Start of Source material

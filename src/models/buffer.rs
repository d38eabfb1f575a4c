use image::{GrayImage, RgbImage};

use crate::error::StageError;
use crate::utils::grayscale::rgb_to_grayscale;

/// Colour layout of a [`PixelBuffer`]
#[derive(Debug, Clone, Copy, PartialEq, Eq)]
pub enum ColorSpace {
    /// Three channels in R, G, B order
    Rgb,
    /// Single intensity channel (grayscale or binary)
    Luma,
}

impl ColorSpace {
    /// Bytes per pixel
    pub fn channels(&self) -> usize {
        match self {
            ColorSpace::Rgb => 3,
            ColorSpace::Luma => 1,
        }
    }
}

/// In-memory raster shared between pipeline stages.
///
/// Stages never mutate a buffer; every transform produces a new one, so a
/// buffer can be handed to several attempts.
#[derive(Debug, Clone, PartialEq, Eq)]
pub enum PixelBuffer {
    /// 8-bit RGB image
    Rgb(RgbImage),
    /// 8-bit single-channel image
    Luma(GrayImage),
}

impl PixelBuffer {
    /// Build a buffer from raw bytes, checking that the length matches
    /// `width * height * channels`.
    pub fn from_raw(
        color_space: ColorSpace,
        width: u32,
        height: u32,
        data: Vec<u8>,
    ) -> Result<Self, StageError> {
        let expected = width as usize * height as usize * color_space.channels();
        if data.len() != expected {
            return Err(StageError::LengthMismatch {
                expected,
                actual: data.len(),
            });
        }
        let buffer = match color_space {
            ColorSpace::Rgb => RgbImage::from_raw(width, height, data).map(PixelBuffer::Rgb),
            ColorSpace::Luma => GrayImage::from_raw(width, height, data).map(PixelBuffer::Luma),
        };
        buffer.ok_or(StageError::LengthMismatch {
            expected,
            actual: expected,
        })
    }

    /// Width in pixels
    pub fn width(&self) -> u32 {
        match self {
            PixelBuffer::Rgb(img) => img.width(),
            PixelBuffer::Luma(img) => img.width(),
        }
    }

    /// Height in pixels
    pub fn height(&self) -> u32 {
        match self {
            PixelBuffer::Rgb(img) => img.height(),
            PixelBuffer::Luma(img) => img.height(),
        }
    }

    /// Colour-space tag
    pub fn color_space(&self) -> ColorSpace {
        match self {
            PixelBuffer::Rgb(_) => ColorSpace::Rgb,
            PixelBuffer::Luma(_) => ColorSpace::Luma,
        }
    }

    /// Raw interleaved pixel bytes
    pub fn as_raw(&self) -> &[u8] {
        match self {
            PixelBuffer::Rgb(img) => img.as_raw(),
            PixelBuffer::Luma(img) => img.as_raw(),
        }
    }

    /// Fail unless the buffer has pixels and its data matches its dimensions.
    pub fn check_shape(&self) -> Result<(), StageError> {
        let (width, height) = (self.width(), self.height());
        if width == 0 || height == 0 {
            return Err(StageError::EmptyBuffer { width, height });
        }
        let expected = width as usize * height as usize * self.color_space().channels();
        let actual = self.as_raw().len();
        if actual < expected {
            return Err(StageError::LengthMismatch { expected, actual });
        }
        Ok(())
    }

    /// Intensity view of the buffer. Luma buffers are cloned as-is.
    pub fn to_luma(&self) -> GrayImage {
        match self {
            PixelBuffer::Luma(img) => img.clone(),
            PixelBuffer::Rgb(img) => {
                let (w, h) = img.dimensions();
                let gray = rgb_to_grayscale(img.as_raw(), w as usize, h as usize);
                // Lengths agree by construction of `rgb_to_grayscale`.
                GrayImage::from_raw(w, h, gray).unwrap_or_else(|| GrayImage::new(w, h))
            }
        }
    }
}

impl From<RgbImage> for PixelBuffer {
    fn from(img: RgbImage) -> Self {
        PixelBuffer::Rgb(img)
    }
}

impl From<GrayImage> for PixelBuffer {
    fn from(img: GrayImage) -> Self {
        PixelBuffer::Luma(img)
    }
}

#[cfg(test)]
mod tests {
    use super::*;

    #[test]
    fn test_from_raw_checks_length() {
        let err = PixelBuffer::from_raw(ColorSpace::Rgb, 2, 2, vec![0; 11]).unwrap_err();
        assert_eq!(
            err,
            StageError::LengthMismatch {
                expected: 12,
                actual: 11
            }
        );

        let ok = PixelBuffer::from_raw(ColorSpace::Luma, 2, 2, vec![7; 4]).unwrap();
        assert_eq!(ok.color_space(), ColorSpace::Luma);
        assert_eq!((ok.width(), ok.height()), (2, 2));
    }

    #[test]
    fn test_check_shape_rejects_empty() {
        let buffer = PixelBuffer::Luma(GrayImage::new(0, 5));
        assert_eq!(
            buffer.check_shape(),
            Err(StageError::EmptyBuffer {
                width: 0,
                height: 5
            })
        );
    }

    #[test]
    fn test_to_luma_white_stays_white() {
        let rgb = RgbImage::from_pixel(3, 2, image::Rgb([255, 255, 255]));
        let luma = PixelBuffer::Rgb(rgb).to_luma();
        assert_eq!(luma.dimensions(), (3, 2));
        assert!(luma.as_raw().iter().all(|&v| v == 255));
    }
}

End of Source material

Requirement ▸
Reproduce all of the entries above verbatim.

Expected output ▸
filename src/models/buffer.rs
repository d38eabfb1f575a4c
use image::{GrayImage, RgbImage};

use crate::error::StageError;
use crate::utils::grayscale::rgb_to_grayscale;

/// Colour layout of a [`PixelBuffer`]
#[derive(Debug, Clone, Copy, PartialEq, Eq)]
pub enum ColorSpace {
    /// Three channels in R, G, B order
    Rgb,
    /// Single intensity channel (grayscale or binary)
    Luma,
}

impl ColorSpace {
    /// Bytes per pixel
    pub fn channels(&self) -> usize {
        match self {
            ColorSpace::Rgb => 3,
            ColorSpace::Luma => 1,
        }
    }
}

/// In-memory raster shared between pipeline stages.
///
/// Stages never mutate a buffer; every transform produces a new one, so a
/// buffer can be handed to several attempts.
#[derive(Debug, Clone, PartialEq, Eq)]
pub enum PixelBuffer {
    /// 8-bit RGB image
    Rgb(RgbImage),
    /// 8-bit single-channel image
    Luma(GrayImage),
}

impl PixelBuffer {
    /// Build a buffer from raw bytes, checking that the length matches
    /// `width * height * channels`.
    pub fn from_raw(
        color_space: ColorSpace,
        width: u32,
        height: u32,
        data: Vec<u8>,
    ) -> Result<Self, StageError> {
        let expected = width as usize * height as usize * color_space.channels();
        if data.len() != expected {
            return Err(StageError::LengthMismatch {
                expected,
                actual: data.len(),
            });
        }
        let buffer = match color_space {
            ColorSpace::Rgb => RgbImage::from_raw(width, height, data).map(PixelBuffer::Rgb),
            ColorSpace::Luma => GrayImage::from_raw(width, height, data).map(PixelBuffer::Luma),
        };
        buffer.ok_or(StageError::LengthMismatch {
            expected,
            actual: expected,
        })
    }

    /// Width in pixels
    pub fn width(&self) -> u32 {
        match self {
            PixelBuffer::Rgb(img) => img.width(),
            PixelBuffer::Luma(img) => img.width(),
        }
    }

    /// Height in pixels
    pub fn height(&self) -> u32 {
        match self {
            PixelBuffer::Rgb(img) => img.height(),
            PixelBuffer::Luma(img) => img.height(),
        }
    }

    /// Colour-space tag
    pub fn color_space(&self) -> ColorSpace {
        match self {
            PixelBuffer::Rgb(_) => ColorSpace::Rgb,
            PixelBuffer::Luma(_) => ColorSpace::Luma,
        }
    }

    /// Raw interleaved pixel bytes
    pub fn as_raw(&self) -> &[u8] {
        match self {
            PixelBuffer::Rgb(img) => img.as_raw(),
            PixelBuffer::Luma(img) => img.as_raw(),
        }
    }

    /// Fail unless the buffer has pixels and its data matches its dimensions.
    pub fn check_shape(&self) -> Result<(), StageError> {
        let (width, height) = (self.width(), self.height());
        if width == 0 || height == 0 {
            return Err(StageError::EmptyBuffer { width, height });
        }
        let expected = width as usize * height as usize * self.color_space().channels();
        let actual = self.as_raw().len();
        if actual < expected {
            return Err(StageError::LengthMismatch { expected, actual });
        }
        Ok(())
    }

    /// Intensity view of the buffer. Luma buffers are cloned as-is.
    pub fn to_luma(&self) -> GrayImage {
        match self {
            PixelBuffer::Luma(img) => img.clone(),
            PixelBuffer::Rgb(img) => {
                let (w, h) = img.dimensions();
                let gray = rgb_to_grayscale(img.as_raw(), w as usize, h as usize);
                // Lengths agree by construction of `rgb_to_grayscale`.
                GrayImage::from_raw(w, h, gray).unwrap_or_else(|| GrayImage::new(w, h))
            }
        }
    }
}

impl From<RgbImage> for PixelBuffer {
    fn from(img: RgbImage) -> Self {
        PixelBuffer::Rgb(img)
    }
}

impl From<GrayImage> for PixelBuffer {
    fn from(img: GrayImage) -> Self {
        PixelBuffer::Luma(img)
    }
}

#[cfg(test)]
mod tests {
    use super::*;

    #[test]
    fn test_from_raw_checks_length() {
        let err = PixelBuffer::from_raw(ColorSpace::Rgb, 2, 2, vec![0; 11]).unwrap_err();
        assert_eq!(
            err,
            StageError::LengthMismatch {
                expected: 12,
                actual: 11
            }
        );

        let ok = PixelBuffer::from_raw(ColorSpace::Luma, 2, 2, vec![7; 4]).unwrap();
        assert_eq!(ok.color_space(), ColorSpace::Luma);
        assert_eq!((ok.width(), ok.height()), (2, 2));
    }

    #[test]
    fn test_check_shape_rejects_empty() {
        let buffer = PixelBuffer::Luma(GrayImage::new(0, 5));
        assert_eq!(
            buffer.check_shape(),
            Err(StageError::EmptyBuffer {
                width: 0,
                height: 5
            })
        );
    }

    #[test]
    fn test_to_luma_white_stays_white() {
        let rgb = RgbImage::from_pixel(3, 2, image::Rgb([255, 255, 255]));
        let luma = PixelBuffer::Rgb(rgb).to_luma();
        assert_eq!(luma.dimensions(), (3, 2));
        assert!(luma.as_raw().iter().all(|&v| v == 255));
    }
}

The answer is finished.